• **Aim of the exercise**
The answer must be the full listing, retyped exactly.

• **Records for the exercise**
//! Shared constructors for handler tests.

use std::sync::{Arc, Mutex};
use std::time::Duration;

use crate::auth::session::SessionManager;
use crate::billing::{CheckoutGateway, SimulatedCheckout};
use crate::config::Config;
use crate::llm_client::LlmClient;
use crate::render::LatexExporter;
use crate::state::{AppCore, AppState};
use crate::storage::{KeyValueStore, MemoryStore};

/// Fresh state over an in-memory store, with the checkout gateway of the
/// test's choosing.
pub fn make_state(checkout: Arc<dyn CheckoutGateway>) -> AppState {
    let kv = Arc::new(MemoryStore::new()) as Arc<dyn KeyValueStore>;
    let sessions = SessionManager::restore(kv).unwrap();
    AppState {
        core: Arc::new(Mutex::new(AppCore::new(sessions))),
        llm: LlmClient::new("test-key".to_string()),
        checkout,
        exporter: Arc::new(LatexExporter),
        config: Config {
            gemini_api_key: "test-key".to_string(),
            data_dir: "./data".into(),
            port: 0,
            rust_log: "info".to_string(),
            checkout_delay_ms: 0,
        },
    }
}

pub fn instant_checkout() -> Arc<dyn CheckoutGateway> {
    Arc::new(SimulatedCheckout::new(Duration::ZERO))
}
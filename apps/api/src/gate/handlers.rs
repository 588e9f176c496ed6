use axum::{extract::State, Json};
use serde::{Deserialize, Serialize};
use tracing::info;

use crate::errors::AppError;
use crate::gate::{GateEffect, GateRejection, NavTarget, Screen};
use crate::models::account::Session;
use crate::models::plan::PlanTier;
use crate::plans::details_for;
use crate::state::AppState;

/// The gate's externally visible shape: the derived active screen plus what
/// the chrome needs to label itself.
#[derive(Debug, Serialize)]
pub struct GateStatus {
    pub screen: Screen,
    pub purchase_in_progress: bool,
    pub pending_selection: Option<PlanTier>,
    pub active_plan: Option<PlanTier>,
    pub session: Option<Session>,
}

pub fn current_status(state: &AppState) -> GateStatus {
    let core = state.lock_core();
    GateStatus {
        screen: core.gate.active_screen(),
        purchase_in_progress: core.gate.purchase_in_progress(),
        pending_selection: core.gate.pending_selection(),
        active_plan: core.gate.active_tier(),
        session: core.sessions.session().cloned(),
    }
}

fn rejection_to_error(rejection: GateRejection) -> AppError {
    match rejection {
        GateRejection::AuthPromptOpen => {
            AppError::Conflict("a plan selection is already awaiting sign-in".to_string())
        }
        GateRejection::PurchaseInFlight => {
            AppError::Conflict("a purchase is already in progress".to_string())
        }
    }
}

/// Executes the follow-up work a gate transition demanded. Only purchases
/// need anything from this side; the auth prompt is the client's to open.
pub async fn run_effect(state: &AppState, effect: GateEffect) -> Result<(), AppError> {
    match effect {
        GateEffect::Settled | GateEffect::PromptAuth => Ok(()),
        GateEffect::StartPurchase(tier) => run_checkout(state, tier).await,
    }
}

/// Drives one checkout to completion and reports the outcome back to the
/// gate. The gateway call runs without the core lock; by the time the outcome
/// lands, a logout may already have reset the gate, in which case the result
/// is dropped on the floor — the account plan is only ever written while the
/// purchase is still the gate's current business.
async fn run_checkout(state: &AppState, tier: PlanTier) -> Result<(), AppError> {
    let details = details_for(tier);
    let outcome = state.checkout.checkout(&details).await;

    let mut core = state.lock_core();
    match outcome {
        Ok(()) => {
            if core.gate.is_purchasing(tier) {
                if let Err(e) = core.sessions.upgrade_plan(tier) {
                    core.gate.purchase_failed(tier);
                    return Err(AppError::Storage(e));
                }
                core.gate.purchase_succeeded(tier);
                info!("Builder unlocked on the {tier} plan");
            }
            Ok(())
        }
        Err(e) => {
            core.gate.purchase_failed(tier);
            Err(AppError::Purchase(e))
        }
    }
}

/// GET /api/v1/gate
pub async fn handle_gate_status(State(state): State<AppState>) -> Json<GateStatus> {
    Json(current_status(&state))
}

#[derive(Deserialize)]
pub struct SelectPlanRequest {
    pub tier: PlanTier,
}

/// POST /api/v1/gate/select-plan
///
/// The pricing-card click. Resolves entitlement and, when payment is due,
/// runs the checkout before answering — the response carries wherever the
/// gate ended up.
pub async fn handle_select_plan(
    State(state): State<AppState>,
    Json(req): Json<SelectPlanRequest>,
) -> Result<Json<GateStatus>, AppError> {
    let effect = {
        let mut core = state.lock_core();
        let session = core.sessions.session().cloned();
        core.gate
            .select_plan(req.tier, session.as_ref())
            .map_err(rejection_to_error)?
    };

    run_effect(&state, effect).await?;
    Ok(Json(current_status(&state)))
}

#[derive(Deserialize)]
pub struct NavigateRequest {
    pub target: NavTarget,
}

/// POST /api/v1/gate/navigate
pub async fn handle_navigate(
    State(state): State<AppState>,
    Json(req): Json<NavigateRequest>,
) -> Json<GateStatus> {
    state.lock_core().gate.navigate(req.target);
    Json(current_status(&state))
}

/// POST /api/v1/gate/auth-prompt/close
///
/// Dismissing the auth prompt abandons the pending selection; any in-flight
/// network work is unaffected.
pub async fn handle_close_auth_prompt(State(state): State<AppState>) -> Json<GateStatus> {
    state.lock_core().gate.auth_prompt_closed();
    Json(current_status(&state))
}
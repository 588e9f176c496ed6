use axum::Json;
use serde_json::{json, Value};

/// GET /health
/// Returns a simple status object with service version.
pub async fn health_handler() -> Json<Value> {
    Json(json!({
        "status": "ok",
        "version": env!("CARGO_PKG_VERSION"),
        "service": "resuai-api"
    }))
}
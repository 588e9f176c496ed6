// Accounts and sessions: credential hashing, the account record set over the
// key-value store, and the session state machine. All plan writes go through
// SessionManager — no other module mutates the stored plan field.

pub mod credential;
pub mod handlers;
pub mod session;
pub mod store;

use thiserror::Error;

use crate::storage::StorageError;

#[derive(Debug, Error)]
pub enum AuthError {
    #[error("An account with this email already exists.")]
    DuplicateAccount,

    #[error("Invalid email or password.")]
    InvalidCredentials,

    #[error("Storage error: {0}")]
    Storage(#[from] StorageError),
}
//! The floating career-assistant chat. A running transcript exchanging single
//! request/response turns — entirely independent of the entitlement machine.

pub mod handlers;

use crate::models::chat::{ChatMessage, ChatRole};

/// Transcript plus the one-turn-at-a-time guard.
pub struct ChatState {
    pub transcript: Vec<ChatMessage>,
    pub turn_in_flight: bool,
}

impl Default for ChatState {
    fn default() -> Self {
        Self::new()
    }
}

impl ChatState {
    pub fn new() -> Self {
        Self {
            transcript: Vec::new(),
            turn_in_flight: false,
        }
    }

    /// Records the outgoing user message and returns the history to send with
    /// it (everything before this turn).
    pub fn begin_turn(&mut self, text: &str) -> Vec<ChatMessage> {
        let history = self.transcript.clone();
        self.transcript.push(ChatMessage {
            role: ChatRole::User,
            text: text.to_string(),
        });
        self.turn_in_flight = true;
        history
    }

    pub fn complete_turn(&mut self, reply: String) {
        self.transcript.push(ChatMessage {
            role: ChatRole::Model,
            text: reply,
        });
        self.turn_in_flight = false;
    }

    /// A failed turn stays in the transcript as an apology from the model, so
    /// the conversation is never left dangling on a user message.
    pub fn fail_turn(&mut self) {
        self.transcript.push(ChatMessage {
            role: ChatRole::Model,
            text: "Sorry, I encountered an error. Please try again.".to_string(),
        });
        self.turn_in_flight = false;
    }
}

• **Result for this task**
//! Shared constructors for handler tests.

use std::sync::{Arc, Mutex};
use std::time::Duration;

use crate::auth::session::SessionManager;
use crate::billing::{CheckoutGateway, SimulatedCheckout};
use crate::config::Config;
use crate::llm_client::LlmClient;
use crate::render::LatexExporter;
use crate::state::{AppCore, AppState};
use crate::storage::{KeyValueStore, MemoryStore};

/// Fresh state over an in-memory store, with the checkout gateway of the
/// test's choosing.
pub fn make_state(checkout: Arc<dyn CheckoutGateway>) -> AppState {
    let kv = Arc::new(MemoryStore::new()) as Arc<dyn KeyValueStore>;
    let sessions = SessionManager::restore(kv).unwrap();
    AppState {
        core: Arc::new(Mutex::new(AppCore::new(sessions))),
        llm: LlmClient::new("test-key".to_string()),
        checkout,
        exporter: Arc::new(LatexExporter),
        config: Config {
            gemini_api_key: "test-key".to_string(),
            data_dir: "./data".into(),
            port: 0,
            rust_log: "info".to_string(),
            checkout_delay_ms: 0,
        },
    }
}

pub fn instant_checkout() -> Arc<dyn CheckoutGateway> {
    Arc::new(SimulatedCheckout::new(Duration::ZERO))
}
filename apps/api/src/gate/handlers.rs
repository 588e9f176c496ed6
use axum::{extract::State, Json};
use serde::{Deserialize, Serialize};
use tracing::info;

use crate::errors::AppError;
use crate::gate::{GateEffect, GateRejection, NavTarget, Screen};
use crate::models::account::Session;
use crate::models::plan::PlanTier;
use crate::plans::details_for;
use crate::state::AppState;

/// The gate's externally visible shape: the derived active screen plus what
/// the chrome needs to label itself.
#[derive(Debug, Serialize)]
pub struct GateStatus {
    pub screen: Screen,
    pub purchase_in_progress: bool,
    pub pending_selection: Option<PlanTier>,
    pub active_plan: Option<PlanTier>,
    pub session: Option<Session>,
}

pub fn current_status(state: &AppState) -> GateStatus {
    let core = state.lock_core();
    GateStatus {
        screen: core.gate.active_screen(),
        purchase_in_progress: core.gate.purchase_in_progress(),
        pending_selection: core.gate.pending_selection(),
        active_plan: core.gate.active_tier(),
        session: core.sessions.session().cloned(),
    }
}

fn rejection_to_error(rejection: GateRejection) -> AppError {
    match rejection {
        GateRejection::AuthPromptOpen => {
            AppError::Conflict("a plan selection is already awaiting sign-in".to_string())
        }
        GateRejection::PurchaseInFlight => {
            AppError::Conflict("a purchase is already in progress".to_string())
        }
    }
}

/// Executes the follow-up work a gate transition demanded. Only purchases
/// need anything from this side; the auth prompt is the client's to open.
pub async fn run_effect(state: &AppState, effect: GateEffect) -> Result<(), AppError> {
    match effect {
        GateEffect::Settled | GateEffect::PromptAuth => Ok(()),
        GateEffect::StartPurchase(tier) => run_checkout(state, tier).await,
    }
}

/// Drives one checkout to completion and reports the outcome back to the
/// gate. The gateway call runs without the core lock; by the time the outcome
/// lands, a logout may already have reset the gate, in which case the result
/// is dropped on the floor — the account plan is only ever written while the
/// purchase is still the gate's current business.
async fn run_checkout(state: &AppState, tier: PlanTier) -> Result<(), AppError> {
    let details = details_for(tier);
    let outcome = state.checkout.checkout(&details).await;

    let mut core = state.lock_core();
    match outcome {
        Ok(()) => {
            if core.gate.is_purchasing(tier) {
                if let Err(e) = core.sessions.upgrade_plan(tier) {
                    core.gate.purchase_failed(tier);
                    return Err(AppError::Storage(e));
                }
                core.gate.purchase_succeeded(tier);
                info!("Builder unlocked on the {tier} plan");
            }
            Ok(())
        }
        Err(e) => {
            core.gate.purchase_failed(tier);
            Err(AppError::Purchase(e))
        }
    }
}

/// GET /api/v1/gate
pub async fn handle_gate_status(State(state): State<AppState>) -> Json<GateStatus> {
    Json(current_status(&state))
}

#[derive(Deserialize)]
pub struct SelectPlanRequest {
    pub tier: PlanTier,
}

/// POST /api/v1/gate/select-plan
///
/// The pricing-card click. Resolves entitlement and, when payment is due,
/// runs the checkout before answering — the response carries wherever the
/// gate ended up.
pub async fn handle_select_plan(
    State(state): State<AppState>,
    Json(req): Json<SelectPlanRequest>,
) -> Result<Json<GateStatus>, AppError> {
    let effect = {
        let mut core = state.lock_core();
        let session = core.sessions.session().cloned();
        core.gate
            .select_plan(req.tier, session.as_ref())
            .map_err(rejection_to_error)?
    };

    run_effect(&state, effect).await?;
    Ok(Json(current_status(&state)))
}

#[derive(Deserialize)]
pub struct NavigateRequest {
    pub target: NavTarget,
}

/// POST /api/v1/gate/navigate
pub async fn handle_navigate(
    State(state): State<AppState>,
    Json(req): Json<NavigateRequest>,
) -> Json<GateStatus> {
    state.lock_core().gate.navigate(req.target);
    Json(current_status(&state))
}

/// POST /api/v1/gate/auth-prompt/close
///
/// Dismissing the auth prompt abandons the pending selection; any in-flight
/// network work is unaffected.
pub async fn handle_close_auth_prompt(State(state): State<AppState>) -> Json<GateStatus> {
    state.lock_core().gate.auth_prompt_closed();
    Json(current_status(&state))
}
repository 588e9f176c496ed6
use axum::Json;
use serde_json::{json, Value};

/// GET /health
/// Returns a simple status object with service version.
pub async fn health_handler() -> Json<Value> {
    Json(json!({
        "status": "ok",
        "version": env!("CARGO_PKG_VERSION"),
        "service": "resuai-api"
    }))
}
repository 588e9f176c496ed6
// Accounts and sessions: credential hashing, the account record set over the
// key-value store, and the session state machine. All plan writes go through
// SessionManager — no other module mutates the stored plan field.

pub mod credential;
pub mod handlers;
pub mod session;
pub mod store;

use thiserror::Error;

use crate::storage::StorageError;

#[derive(Debug, Error)]
pub enum AuthError {
    #[error("An account with this email already exists.")]
    DuplicateAccount,

    #[error("Invalid email or password.")]
    InvalidCredentials,

    #[error("Storage error: {0}")]
    Storage(#[from] StorageError),
}
//! The floating career-assistant chat. A running transcript exchanging single
//! request/response turns — entirely independent of the entitlement machine.

pub mod handlers;

use crate::models::chat::{ChatMessage, ChatRole};

/// Transcript plus the one-turn-at-a-time guard.
pub struct ChatState {
    pub transcript: Vec<ChatMessage>,
    pub turn_in_flight: bool,
}

impl Default for ChatState {
    fn default() -> Self {
        Self::new()
    }
}

impl ChatState {
    pub fn new() -> Self {
        Self {
            transcript: Vec::new(),
            turn_in_flight: false,
        }
    }

    /// Records the outgoing user message and returns the history to send with
    /// it (everything before this turn).
    pub fn begin_turn(&mut self, text: &str) -> Vec<ChatMessage> {
        let history = self.transcript.clone();
        self.transcript.push(ChatMessage {
            role: ChatRole::User,
            text: text.to_string(),
        });
        self.turn_in_flight = true;
        history
    }

    pub fn complete_turn(&mut self, reply: String) {
        self.transcript.push(ChatMessage {
            role: ChatRole::Model,
            text: reply,
        });
        self.turn_in_flight = false;
    }

    /// A failed turn stays in the transcript as an apology from the model, so
    /// the conversation is never left dangling on a user message.
    pub fn fail_turn(&mut self) {
        self.transcript.push(ChatMessage {
            role: ChatRole::Model,
            text: "Sorry, I encountered an error. Please try again.".to_string(),
        });
        self.turn_in_flight = false;
    }
}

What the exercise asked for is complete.